> _What the task requires_:
Send back the entries below exactly as they appear.

>>>

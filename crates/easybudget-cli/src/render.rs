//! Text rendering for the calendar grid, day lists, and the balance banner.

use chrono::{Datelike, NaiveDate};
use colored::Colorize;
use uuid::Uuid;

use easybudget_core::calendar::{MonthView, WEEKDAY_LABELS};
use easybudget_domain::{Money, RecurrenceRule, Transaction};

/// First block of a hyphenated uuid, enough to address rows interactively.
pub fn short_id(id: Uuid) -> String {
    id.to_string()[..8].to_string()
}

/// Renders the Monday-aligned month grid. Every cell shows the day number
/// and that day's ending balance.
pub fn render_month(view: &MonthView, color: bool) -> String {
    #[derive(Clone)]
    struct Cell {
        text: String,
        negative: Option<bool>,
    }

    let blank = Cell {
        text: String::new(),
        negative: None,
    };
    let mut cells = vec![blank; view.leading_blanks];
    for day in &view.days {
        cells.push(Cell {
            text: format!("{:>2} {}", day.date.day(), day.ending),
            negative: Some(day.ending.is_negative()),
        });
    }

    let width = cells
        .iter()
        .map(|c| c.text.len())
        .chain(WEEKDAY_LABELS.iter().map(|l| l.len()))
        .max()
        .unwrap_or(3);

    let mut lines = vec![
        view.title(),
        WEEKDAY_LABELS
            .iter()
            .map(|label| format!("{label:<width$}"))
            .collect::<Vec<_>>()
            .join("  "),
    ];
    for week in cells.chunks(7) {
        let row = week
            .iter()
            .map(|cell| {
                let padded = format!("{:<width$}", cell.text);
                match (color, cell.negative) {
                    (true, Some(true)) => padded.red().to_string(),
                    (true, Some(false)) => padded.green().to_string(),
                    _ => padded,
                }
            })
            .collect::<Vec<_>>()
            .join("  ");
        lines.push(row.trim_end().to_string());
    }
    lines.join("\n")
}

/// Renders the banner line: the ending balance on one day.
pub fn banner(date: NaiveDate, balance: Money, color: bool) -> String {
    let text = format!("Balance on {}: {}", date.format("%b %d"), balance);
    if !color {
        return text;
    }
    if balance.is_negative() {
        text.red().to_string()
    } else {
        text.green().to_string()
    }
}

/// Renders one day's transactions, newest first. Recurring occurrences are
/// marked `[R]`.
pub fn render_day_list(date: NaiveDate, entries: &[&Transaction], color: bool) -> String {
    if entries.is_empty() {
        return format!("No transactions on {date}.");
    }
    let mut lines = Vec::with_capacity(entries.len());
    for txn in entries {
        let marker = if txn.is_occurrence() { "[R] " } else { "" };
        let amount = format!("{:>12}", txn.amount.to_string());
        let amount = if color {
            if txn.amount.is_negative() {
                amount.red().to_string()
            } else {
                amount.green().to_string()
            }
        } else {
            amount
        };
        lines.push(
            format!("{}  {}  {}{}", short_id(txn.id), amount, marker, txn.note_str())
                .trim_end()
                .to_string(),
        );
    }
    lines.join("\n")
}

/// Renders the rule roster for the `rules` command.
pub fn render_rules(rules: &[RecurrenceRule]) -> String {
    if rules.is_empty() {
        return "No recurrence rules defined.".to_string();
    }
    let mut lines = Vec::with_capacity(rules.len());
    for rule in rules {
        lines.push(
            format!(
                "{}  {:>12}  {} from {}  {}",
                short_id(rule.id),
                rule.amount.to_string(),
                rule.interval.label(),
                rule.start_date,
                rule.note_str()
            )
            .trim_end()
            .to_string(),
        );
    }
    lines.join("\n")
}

<<<

> _Solution_:
filename crates/easybudget-cli/src/render.rs
//! Text rendering for the calendar grid, day lists, and the balance banner.

use chrono::{Datelike, NaiveDate};
use colored::Colorize;
use uuid::Uuid;

use easybudget_core::calendar::{MonthView, WEEKDAY_LABELS};
use easybudget_domain::{Money, RecurrenceRule, Transaction};

/// First block of a hyphenated uuid, enough to address rows interactively.
pub fn short_id(id: Uuid) -> String {
    id.to_string()[..8].to_string()
}

/// Renders the Monday-aligned month grid. Every cell shows the day number
/// and that day's ending balance.
pub fn render_month(view: &MonthView, color: bool) -> String {
    #[derive(Clone)]
    struct Cell {
        text: String,
        negative: Option<bool>,
    }

    let blank = Cell {
        text: String::new(),
        negative: None,
    };
    let mut cells = vec![blank; view.leading_blanks];
    for day in &view.days {
        cells.push(Cell {
            text: format!("{:>2} {}", day.date.day(), day.ending),
            negative: Some(day.ending.is_negative()),
        });
    }

    let width = cells
        .iter()
        .map(|c| c.text.len())
        .chain(WEEKDAY_LABELS.iter().map(|l| l.len()))
        .max()
        .unwrap_or(3);

    let mut lines = vec![
        view.title(),
        WEEKDAY_LABELS
            .iter()
            .map(|label| format!("{label:<width$}"))
            .collect::<Vec<_>>()
            .join("  "),
    ];
    for week in cells.chunks(7) {
        let row = week
            .iter()
            .map(|cell| {
                let padded = format!("{:<width$}", cell.text);
                match (color, cell.negative) {
                    (true, Some(true)) => padded.red().to_string(),
                    (true, Some(false)) => padded.green().to_string(),
                    _ => padded,
                }
            })
            .collect::<Vec<_>>()
            .join("  ");
        lines.push(row.trim_end().to_string());
    }
    lines.join("\n")
}

/// Renders the banner line: the ending balance on one day.
pub fn banner(date: NaiveDate, balance: Money, color: bool) -> String {
    let text = format!("Balance on {}: {}", date.format("%b %d"), balance);
    if !color {
        return text;
    }
    if balance.is_negative() {
        text.red().to_string()
    } else {
        text.green().to_string()
    }
}

/// Renders one day's transactions, newest first. Recurring occurrences are
/// marked `[R]`.
pub fn render_day_list(date: NaiveDate, entries: &[&Transaction], color: bool) -> String {
    if entries.is_empty() {
        return format!("No transactions on {date}.");
    }
    let mut lines = Vec::with_capacity(entries.len());
    for txn in entries {
        let marker = if txn.is_occurrence() { "[R] " } else { "" };
        let amount = format!("{:>12}", txn.amount.to_string());
        let amount = if color {
            if txn.amount.is_negative() {
                amount.red().to_string()
            } else {
                amount.green().to_string()
            }
        } else {
            amount
        };
        lines.push(
            format!("{}  {}  {}{}", short_id(txn.id), amount, marker, txn.note_str())
                .trim_end()
                .to_string(),
        );
    }
    lines.join("\n")
}

/// Renders the rule roster for the `rules` command.
pub fn render_rules(rules: &[RecurrenceRule]) -> String {
    if rules.is_empty() {
        return "No recurrence rules defined.".to_string();
    }
    let mut lines = Vec::with_capacity(rules.len());
    for rule in rules {
        lines.push(
            format!(
                "{}  {:>12}  {} from {}  {}",
                short_id(rule.id),
                rule.amount.to_string(),
                rule.interval.label(),
                rule.start_date,
                rule.note_str()
            )
            .trim_end()
            .to_string(),
        );
    }
    lines.join("\n")
}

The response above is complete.